Everything SEEMS right to me, but it keeps saying if I run for example switchto example:

-bash: cd: ~/Projects/example.com/wp-content/themes/example: No such file or directory

I've verified again and again the the directory does indeed exist. I'm new to bash so I'm not sure if it's something simple I'm doing wrong?

1 Answers1

3

Your tilde ~ is not expanded to your home directory if it is quoted.

https://www.gnu.org/software/bash/manual/html_node/Tilde-Expansion.html

Tilde Expansion

If a word begins with an unquoted tilde character (~), all of the characters up to the first unquoted slash (or all characters, if there is no unquoted slash) are considered a tilde-prefix.

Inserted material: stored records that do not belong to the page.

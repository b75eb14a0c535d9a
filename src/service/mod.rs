//! Query execution, preloading, rendering, and response assembly.

mod collection;
mod preload;
mod query;
mod renderer;

pub use collection::{CollectionOptions, PresentArgs, PresenterCollection};
pub use preload::Preloader;
pub use query::{page_count, QueryOptions, QueryResult, QueryStrategy};
pub use renderer::{AssociatedObjects, Renderer};
//! Policy evaluation.
//!
//! # Responsibilities
//! - Hold one request's allow and deny rule lists, default and metadata
//! - Resolve a request descriptor to ALLOW or DENY
//!
//! # Design Decisions
//! - Deny overrides allow unless the policy opts into allow-overrides
//! - First match in the checked list decides; later rules are not evaluated
//! - Falls back to `default_deny` when nothing matches
//! - Evaluation never fails and keeps no state between calls

use std::fmt;

use serde::{Deserialize, Serialize};
use serde_json::{Map, Value};

use crate::http::request::RequestDescriptor;
use crate::policy::permission::RoutePermission;

/// Outcome of evaluating a policy.
#[derive(Debug, Clone, Copy, PartialEq, Eq, Hash)]
pub enum Decision {
    Allow,
    Deny,
}

impl Decision {
    pub fn is_allowed(self) -> bool {
        self == Decision::Allow
    }

    pub fn as_str(self) -> &'static str {
        match self {
            Decision::Allow => "allow",
            Decision::Deny => "deny",
        }
    }
}

impl fmt::Display for Decision {
    fn fmt(&self, f: &mut fmt::Formatter<'_>) -> fmt::Result {
        f.write_str(self.as_str())
    }
}

/// Which list wins when both contain a matching rule.
#[derive(Debug, Clone, Copy, PartialEq, Eq, Default, Serialize, Deserialize)]
#[serde(rename_all = "snake_case")]
pub enum Precedence {
    /// Deny rules are checked first; any match denies.
    #[default]
    DenyOverrides,
    /// Allow rules are checked first; any match allows.
    AllowOverrides,
}

/// What decided a request.
#[derive(Debug, Clone, Copy, PartialEq, Eq)]
pub enum DecisionSource {
    /// Index into `Policy::deny`.
    DenyRule(usize),
    /// Index into `Policy::allow`.
    AllowRule(usize),
    /// No rule matched.
    Default,
}

impl DecisionSource {
    pub fn label(self) -> &'static str {
        match self {
            DecisionSource::DenyRule(_) => "deny_rule",
            DecisionSource::AllowRule(_) => "allow_rule",
            DecisionSource::Default => "default",
        }
    }
}

/// A decision together with its source.
#[derive(Debug, Clone, Copy, PartialEq, Eq)]
pub struct Resolution {
    pub decision: Decision,
    pub source: DecisionSource,
}

/// Allow and deny rules for one request.
///
/// `metadata` is opaque to evaluation and is handed to request
/// transformations, e.g. the set of collections the caller may read.
#[derive(Debug, Clone, PartialEq)]
pub struct Policy {
    pub allow: Vec<RoutePermission>,
    pub deny: Vec<RoutePermission>,
    pub default_deny: bool,
    pub precedence: Precedence,
    pub metadata: Map<String, Value>,
}

impl Default for Policy {
    fn default() -> Self {
        Self {
            allow: Vec::new(),
            deny: Vec::new(),
            default_deny: true,
            precedence: Precedence::default(),
            metadata: Map::new(),
        }
    }
}

impl Policy {
    pub fn new(allow: Vec<RoutePermission>, deny: Vec<RoutePermission>) -> Self {
        Self {
            allow,
            deny,
            ..Self::default()
        }
    }

    pub fn with_default_deny(mut self, default_deny: bool) -> Self {
        self.default_deny = default_deny;
        self
    }

    pub fn with_precedence(mut self, precedence: Precedence) -> Self {
        self.precedence = precedence;
        self
    }

    pub fn with_metadata(mut self, key: impl Into<String>, value: impl Into<Value>) -> Self {
        self.metadata.insert(key.into(), value.into());
        self
    }

    /// Resolve `request` to ALLOW or DENY.
    pub fn evaluate(&self, request: &RequestDescriptor) -> Decision {
        self.explain(request).decision
    }

    /// Like [`evaluate`](Self::evaluate) but also reports which rule decided.
    pub fn explain(&self, request: &RequestDescriptor) -> Resolution {
        let first_deny = || self.deny.iter().position(|rule| rule.matches(request));
        let first_allow = || self.allow.iter().position(|rule| rule.matches(request));

        let matched = match self.precedence {
            Precedence::DenyOverrides => first_deny()
                .map(DecisionSource::DenyRule)
                .or_else(|| first_allow().map(DecisionSource::AllowRule)),
            Precedence::AllowOverrides => first_allow()
                .map(DecisionSource::AllowRule)
                .or_else(|| first_deny().map(DecisionSource::DenyRule)),
        };

        let resolution = match matched {
            Some(source @ DecisionSource::DenyRule(_)) => Resolution {
                decision: Decision::Deny,
                source,
            },
            Some(source) => Resolution {
                decision: Decision::Allow,
                source,
            },
            None => Resolution {
                decision: if self.default_deny {
                    Decision::Deny
                } else {
                    Decision::Allow
                },
                source: DecisionSource::Default,
            },
        };

        tracing::debug!(
            path = %request.path,
            path_template = request.template_str().unwrap_or("-"),
            method = %request.method,
            decision = %resolution.decision,
            source = ?resolution.source,
            "Policy evaluated"
        );

        resolution
    }
}
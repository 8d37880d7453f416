//! Route-level authorization for axum applications.
//!
//! A [`Policy`] is a set of allow and deny [`RoutePermission`]s over path
//! templates, methods and parameter constraints. An [`AuthorizationGateway`]
//! asks a [`PolicyGenerator`] for the policy of each request, evaluates it,
//! and on ALLOW runs the [`TransformationRegistry`] over the handler's
//! arguments before the handler is called.
//!
//! ```text
//!     request ──▶ http::middleware ──▶ gateway ──▶ PolicyGenerator
//!                                        │
//!                                        ├─▶ policy::Policy::evaluate ──▶ DENY: 403
//!                                        │
//!                                        └─▶ transform (ALLOW) ──▶ handler
//! ```

// Core
pub mod error;
pub mod policy;
pub mod routing;
pub mod transform;

// Integration
pub mod gateway;
pub mod http;

// Service
pub mod catalog;
pub mod config;
pub mod lifecycle;
pub mod observability;

pub use error::{AuthorizationError, ConfigurationError, PolicyGenerationError, TransformationError};
pub use gateway::{AuthorizationGateway, PolicyContext, PolicyGenerator, RouteTable, StaticPolicy};
pub use http::{require_authorization_on, AuthorizedRouter, RequestDescriptor};
pub use policy::{Decision, Policy, Precedence, RoutePermission};
pub use routing::{ParameterConstraint, PathTemplate};
pub use transform::{HandlerArgs, RequestTransformation, TransformationRegistry};
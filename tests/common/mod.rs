//! Shared utilities for integration tests.

#![allow(dead_code)]

use std::net::SocketAddr;

use axum::body::Body;
use axum::http::{Request, StatusCode};
use axum::Router;
use serde_json::Value;
use tokio::net::TcpListener;
use tower::ServiceExt;

use route_gate::config::{parse_config, GatewayConfig};
use route_gate::lifecycle::{Gateway, Shutdown};

/// The sample policy shipped with the binary.
pub const SAMPLE_CONFIG: &str = include_str!("../../route-gate.toml");

pub fn sample_config() -> GatewayConfig {
    parse_config(SAMPLE_CONFIG).unwrap()
}

/// The catalog app behind `config`'s policy, without server layers.
pub fn catalog(config: GatewayConfig) -> Router {
    Gateway::from_config(config).unwrap().app()
}

/// Send one request through `app` and decode the JSON response.
pub async fn send(app: &Router, request: Request<Body>) -> (StatusCode, Value) {
    let response = app.clone().oneshot(request).await.unwrap();
    let status = response.status();
    let bytes = axum::body::to_bytes(response.into_body(), usize::MAX)
        .await
        .unwrap();
    let body = if bytes.is_empty() {
        Value::Null
    } else {
        serde_json::from_slice(&bytes).unwrap_or_else(|_| {
            Value::String(String::from_utf8_lossy(&bytes).into_owned())
        })
    };
    (status, body)
}

pub fn get(uri: &str) -> Request<Body> {
    Request::get(uri).body(Body::empty()).unwrap()
}

pub fn post_json(uri: &str, body: &Value) -> Request<Body> {
    Request::post(uri)
        .header("content-type", "application/json")
        .body(Body::from(serde_json::to_vec(body).unwrap()))
        .unwrap()
}

/// Serve `config` on an ephemeral port. Trigger the returned handle to stop.
pub async fn spawn_server(mut config: GatewayConfig) -> (SocketAddr, Shutdown) {
    config.listener.bind_address = "127.0.0.1:0".to_string();
    let listener = TcpListener::bind("127.0.0.1:0").await.unwrap();
    let addr = listener.local_addr().unwrap();

    let gateway = Gateway::from_config(config).unwrap();
    let shutdown = Shutdown::new();
    let handle = shutdown.clone();
    tokio::spawn(async move {
        gateway.serve(listener, &handle).await.unwrap();
    });

    (addr, shutdown)
}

If none of the characters in the tilde-prefix are quoted, the characters in the tilde-prefix following the tilde are treated as a possible login name. If this login name is the null string, the tilde is replaced with the value of the HOME shell variable. If HOME is unset, the home directory of the user executing the shell is substituted instead. Otherwise, the tilde-prefix is replaced with the home directory associated with the specified login name.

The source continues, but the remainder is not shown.